____ RECORDS SUPPLIED

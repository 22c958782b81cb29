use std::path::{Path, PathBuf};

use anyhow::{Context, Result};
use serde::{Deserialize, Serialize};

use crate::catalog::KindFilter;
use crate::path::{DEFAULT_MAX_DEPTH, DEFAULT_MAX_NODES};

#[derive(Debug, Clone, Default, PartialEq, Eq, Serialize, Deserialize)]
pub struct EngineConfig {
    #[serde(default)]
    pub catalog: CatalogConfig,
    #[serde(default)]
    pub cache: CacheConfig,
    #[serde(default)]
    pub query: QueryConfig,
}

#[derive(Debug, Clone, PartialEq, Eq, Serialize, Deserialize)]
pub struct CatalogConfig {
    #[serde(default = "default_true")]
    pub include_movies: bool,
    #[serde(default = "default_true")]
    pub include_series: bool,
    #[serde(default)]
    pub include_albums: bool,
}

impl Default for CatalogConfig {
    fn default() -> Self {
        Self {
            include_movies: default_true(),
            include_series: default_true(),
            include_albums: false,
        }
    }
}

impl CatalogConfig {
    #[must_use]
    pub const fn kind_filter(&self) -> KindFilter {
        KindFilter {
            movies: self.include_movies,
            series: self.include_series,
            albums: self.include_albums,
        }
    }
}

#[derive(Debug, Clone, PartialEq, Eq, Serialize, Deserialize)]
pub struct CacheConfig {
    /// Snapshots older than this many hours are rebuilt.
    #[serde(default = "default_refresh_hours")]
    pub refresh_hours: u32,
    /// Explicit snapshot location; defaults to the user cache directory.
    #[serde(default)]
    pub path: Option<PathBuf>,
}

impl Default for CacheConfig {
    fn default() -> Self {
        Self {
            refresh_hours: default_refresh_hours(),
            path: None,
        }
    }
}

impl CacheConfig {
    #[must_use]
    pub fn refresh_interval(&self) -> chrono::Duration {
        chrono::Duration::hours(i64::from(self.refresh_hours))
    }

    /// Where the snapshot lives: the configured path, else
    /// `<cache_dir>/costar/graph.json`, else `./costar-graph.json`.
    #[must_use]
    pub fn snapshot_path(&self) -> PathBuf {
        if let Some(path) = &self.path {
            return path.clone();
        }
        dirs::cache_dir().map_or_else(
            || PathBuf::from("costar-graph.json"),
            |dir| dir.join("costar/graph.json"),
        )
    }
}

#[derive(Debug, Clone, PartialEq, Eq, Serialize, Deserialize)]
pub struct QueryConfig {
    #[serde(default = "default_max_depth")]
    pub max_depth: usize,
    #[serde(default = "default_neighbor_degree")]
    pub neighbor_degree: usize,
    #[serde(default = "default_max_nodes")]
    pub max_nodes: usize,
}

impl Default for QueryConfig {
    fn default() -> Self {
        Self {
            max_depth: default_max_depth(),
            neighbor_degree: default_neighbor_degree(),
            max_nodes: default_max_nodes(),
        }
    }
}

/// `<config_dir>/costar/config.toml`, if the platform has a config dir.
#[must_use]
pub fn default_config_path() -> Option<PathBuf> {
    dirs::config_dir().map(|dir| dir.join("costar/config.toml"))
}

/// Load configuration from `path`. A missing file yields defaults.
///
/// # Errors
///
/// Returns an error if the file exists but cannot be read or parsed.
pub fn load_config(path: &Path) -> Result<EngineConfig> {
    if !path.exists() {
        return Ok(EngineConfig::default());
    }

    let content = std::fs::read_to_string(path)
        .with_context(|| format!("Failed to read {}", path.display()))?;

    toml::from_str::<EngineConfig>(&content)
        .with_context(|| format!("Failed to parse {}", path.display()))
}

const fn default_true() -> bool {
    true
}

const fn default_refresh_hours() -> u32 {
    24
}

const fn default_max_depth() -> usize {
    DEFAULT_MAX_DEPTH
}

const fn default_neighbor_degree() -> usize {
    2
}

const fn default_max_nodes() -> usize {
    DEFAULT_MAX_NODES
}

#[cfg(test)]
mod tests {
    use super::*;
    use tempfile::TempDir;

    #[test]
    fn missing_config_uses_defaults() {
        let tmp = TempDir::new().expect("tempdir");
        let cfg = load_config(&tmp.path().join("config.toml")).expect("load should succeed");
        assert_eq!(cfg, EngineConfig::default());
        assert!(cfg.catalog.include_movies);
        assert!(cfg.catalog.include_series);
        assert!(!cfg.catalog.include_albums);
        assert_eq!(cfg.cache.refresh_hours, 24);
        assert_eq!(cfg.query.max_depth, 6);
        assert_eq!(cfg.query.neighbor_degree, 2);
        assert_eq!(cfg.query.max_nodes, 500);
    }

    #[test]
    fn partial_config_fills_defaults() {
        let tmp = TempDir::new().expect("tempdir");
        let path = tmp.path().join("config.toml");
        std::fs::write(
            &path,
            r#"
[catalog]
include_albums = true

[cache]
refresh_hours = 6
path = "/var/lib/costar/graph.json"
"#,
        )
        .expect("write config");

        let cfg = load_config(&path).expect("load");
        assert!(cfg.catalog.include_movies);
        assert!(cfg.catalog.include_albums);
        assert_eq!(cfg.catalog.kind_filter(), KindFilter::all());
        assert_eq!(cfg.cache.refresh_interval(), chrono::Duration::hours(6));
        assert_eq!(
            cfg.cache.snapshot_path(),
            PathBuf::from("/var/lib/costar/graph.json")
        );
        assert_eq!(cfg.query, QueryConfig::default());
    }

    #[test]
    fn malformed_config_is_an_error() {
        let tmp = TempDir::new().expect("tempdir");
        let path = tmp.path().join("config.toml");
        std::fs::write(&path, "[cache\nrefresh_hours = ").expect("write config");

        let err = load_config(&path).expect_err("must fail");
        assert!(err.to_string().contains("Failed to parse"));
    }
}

________
____ RECORDS SUPPLIED

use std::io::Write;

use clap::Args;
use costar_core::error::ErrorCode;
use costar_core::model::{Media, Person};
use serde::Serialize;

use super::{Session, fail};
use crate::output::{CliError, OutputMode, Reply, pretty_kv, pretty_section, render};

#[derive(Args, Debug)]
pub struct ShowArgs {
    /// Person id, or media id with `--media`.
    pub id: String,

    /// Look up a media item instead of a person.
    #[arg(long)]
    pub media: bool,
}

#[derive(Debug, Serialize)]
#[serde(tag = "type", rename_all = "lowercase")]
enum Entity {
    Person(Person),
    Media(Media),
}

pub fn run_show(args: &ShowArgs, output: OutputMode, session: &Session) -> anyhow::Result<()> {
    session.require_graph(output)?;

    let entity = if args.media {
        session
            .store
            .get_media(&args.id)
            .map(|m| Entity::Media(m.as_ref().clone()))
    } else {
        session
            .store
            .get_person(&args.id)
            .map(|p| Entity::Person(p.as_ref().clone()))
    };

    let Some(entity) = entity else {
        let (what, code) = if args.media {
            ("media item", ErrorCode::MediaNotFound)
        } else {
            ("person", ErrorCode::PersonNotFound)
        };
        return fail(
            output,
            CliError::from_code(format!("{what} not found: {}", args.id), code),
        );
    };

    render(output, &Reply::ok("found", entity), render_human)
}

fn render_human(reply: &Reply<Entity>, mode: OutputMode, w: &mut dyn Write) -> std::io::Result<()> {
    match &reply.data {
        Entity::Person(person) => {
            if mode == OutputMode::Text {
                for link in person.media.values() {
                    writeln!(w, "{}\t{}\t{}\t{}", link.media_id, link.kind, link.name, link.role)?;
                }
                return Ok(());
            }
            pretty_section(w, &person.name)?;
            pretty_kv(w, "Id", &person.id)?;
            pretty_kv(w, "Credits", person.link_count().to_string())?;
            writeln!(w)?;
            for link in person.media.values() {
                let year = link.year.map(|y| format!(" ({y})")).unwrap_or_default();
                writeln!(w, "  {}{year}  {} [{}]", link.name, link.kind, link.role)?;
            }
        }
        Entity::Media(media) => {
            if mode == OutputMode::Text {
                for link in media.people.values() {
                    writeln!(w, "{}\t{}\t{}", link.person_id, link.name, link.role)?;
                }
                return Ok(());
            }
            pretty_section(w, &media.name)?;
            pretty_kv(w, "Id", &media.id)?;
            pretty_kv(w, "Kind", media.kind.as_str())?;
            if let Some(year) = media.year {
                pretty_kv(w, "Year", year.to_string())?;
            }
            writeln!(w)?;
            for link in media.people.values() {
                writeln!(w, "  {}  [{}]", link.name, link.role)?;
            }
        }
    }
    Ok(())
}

________

▸ YOUR TASK
In the records above, how many lines contain the string "values"? Reply with the number only.

▸ WORKED SOLUTION
4